>>>
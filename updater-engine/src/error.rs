//! Error types for updater-engine.

use std::path::PathBuf;

use thiserror::Error;
use updater_core::{DeploymentId, EnvironmentId, ErrorKind, ImageRef, ManifestError};
use updater_registry::RegistryError;
use updater_repo::RepoError;

/// Errors from the deployment ledger.
#[derive(Debug, Error)]
pub enum LedgerError {
    /// A record was appended or moved in a way its lifecycle forbids.
    #[error("invalid ledger transition for {id}: {reason}")]
    InvalidTransition { id: DeploymentId, reason: String },

    /// The environment already has a `Pending` record.
    #[error("environment {0} already has a pending deployment")]
    PendingExists(EnvironmentId),

    #[error("I/O error at {path}: {source}")]
    Io {
        path: PathBuf,
        #[source]
        source: std::io::Error,
    },

    #[error("ledger JSON error: {0}")]
    Json(#[from] serde_json::Error),
}

/// Convenience constructor for [`LedgerError::Io`].
pub(crate) fn io_err(path: impl Into<PathBuf>, source: std::io::Error) -> LedgerError {
    LedgerError::Io {
        path: path.into(),
        source,
    }
}

#[derive(Debug, Error)]
pub enum EngineError {
    #[error("reconciliation already in progress for {0}")]
    AlreadyInProgress(EnvironmentId),

    #[error("unknown environment '{0}'")]
    UnknownEnvironment(EnvironmentId),

    #[error("registry error: {0}")]
    Registry(#[from] RegistryError),

    #[error("repository error: {0}")]
    Repo(#[from] RepoError),

    #[error("manifest error: {0}")]
    Manifest(#[from] ManifestError),

    /// Ledger failures are programming errors and are never retried.
    #[error("ledger error: {0}")]
    Ledger(#[from] LedgerError),

    #[error("manifest declares image '{found}' but the environment tracks {expected}")]
    ImageMismatch { expected: ImageRef, found: String },

    #[error("registry lists no tags for {0}")]
    NoCandidate(ImageRef),

    #[error("reconciliation of {0} exceeded its deadline")]
    Timeout(EnvironmentId),
}

impl EngineError {
    pub fn kind(&self) -> ErrorKind {
        match self {
            EngineError::AlreadyInProgress(_) => ErrorKind::AlreadyInProgress,
            EngineError::UnknownEnvironment(_) | EngineError::Ledger(_) => ErrorKind::Internal,
            EngineError::Registry(e) => e.kind(),
            EngineError::Repo(e) => e.kind(),
            EngineError::Manifest(e) => e.kind(),
            EngineError::ImageMismatch { .. } => ErrorKind::ManifestMalformed,
            EngineError::NoCandidate(_) => ErrorKind::RegistryNotFound,
            EngineError::Timeout(_) => ErrorKind::Timeout,
        }
    }

    /// `"<kind>: <message>"`, the form stored in failed records.
    pub fn reason(&self) -> String {
        format!("{}: {}", self.kind(), self)
    }
}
<<<
=== What you need to do ===
Please output the records once more, exactly as they were written.

=== The completed task ===
filename updater-engine/src/error.rs
//! Error types for updater-engine.

use std::path::PathBuf;

use thiserror::Error;
use updater_core::{DeploymentId, EnvironmentId, ErrorKind, ImageRef, ManifestError};
use updater_registry::RegistryError;
use updater_repo::RepoError;

/// Errors from the deployment ledger.
#[derive(Debug, Error)]
pub enum LedgerError {
    /// A record was appended or moved in a way its lifecycle forbids.
    #[error("invalid ledger transition for {id}: {reason}")]
    InvalidTransition { id: DeploymentId, reason: String },

    /// The environment already has a `Pending` record.
    #[error("environment {0} already has a pending deployment")]
    PendingExists(EnvironmentId),

    #[error("I/O error at {path}: {source}")]
    Io {
        path: PathBuf,
        #[source]
        source: std::io::Error,
    },

    #[error("ledger JSON error: {0}")]
    Json(#[from] serde_json::Error),
}

/// Convenience constructor for [`LedgerError::Io`].
pub(crate) fn io_err(path: impl Into<PathBuf>, source: std::io::Error) -> LedgerError {
    LedgerError::Io {
        path: path.into(),
        source,
    }
}

#[derive(Debug, Error)]
pub enum EngineError {
    #[error("reconciliation already in progress for {0}")]
    AlreadyInProgress(EnvironmentId),

    #[error("unknown environment '{0}'")]
    UnknownEnvironment(EnvironmentId),

    #[error("registry error: {0}")]
    Registry(#[from] RegistryError),

    #[error("repository error: {0}")]
    Repo(#[from] RepoError),

    #[error("manifest error: {0}")]
    Manifest(#[from] ManifestError),

    /// Ledger failures are programming errors and are never retried.
    #[error("ledger error: {0}")]
    Ledger(#[from] LedgerError),

    #[error("manifest declares image '{found}' but the environment tracks {expected}")]
    ImageMismatch { expected: ImageRef, found: String },

    #[error("registry lists no tags for {0}")]
    NoCandidate(ImageRef),

    #[error("reconciliation of {0} exceeded its deadline")]
    Timeout(EnvironmentId),
}

impl EngineError {
    pub fn kind(&self) -> ErrorKind {
        match self {
            EngineError::AlreadyInProgress(_) => ErrorKind::AlreadyInProgress,
            EngineError::UnknownEnvironment(_) | EngineError::Ledger(_) => ErrorKind::Internal,
            EngineError::Registry(e) => e.kind(),
            EngineError::Repo(e) => e.kind(),
            EngineError::Manifest(e) => e.kind(),
            EngineError::ImageMismatch { .. } => ErrorKind::ManifestMalformed,
            EngineError::NoCandidate(_) => ErrorKind::RegistryNotFound,
            EngineError::Timeout(_) => ErrorKind::Timeout,
        }
    }

    /// `"<kind>: <message>"`, the form stored in failed records.
    pub fn reason(&self) -> String {
        format!("{}: {}", self.kind(), self)
    }
}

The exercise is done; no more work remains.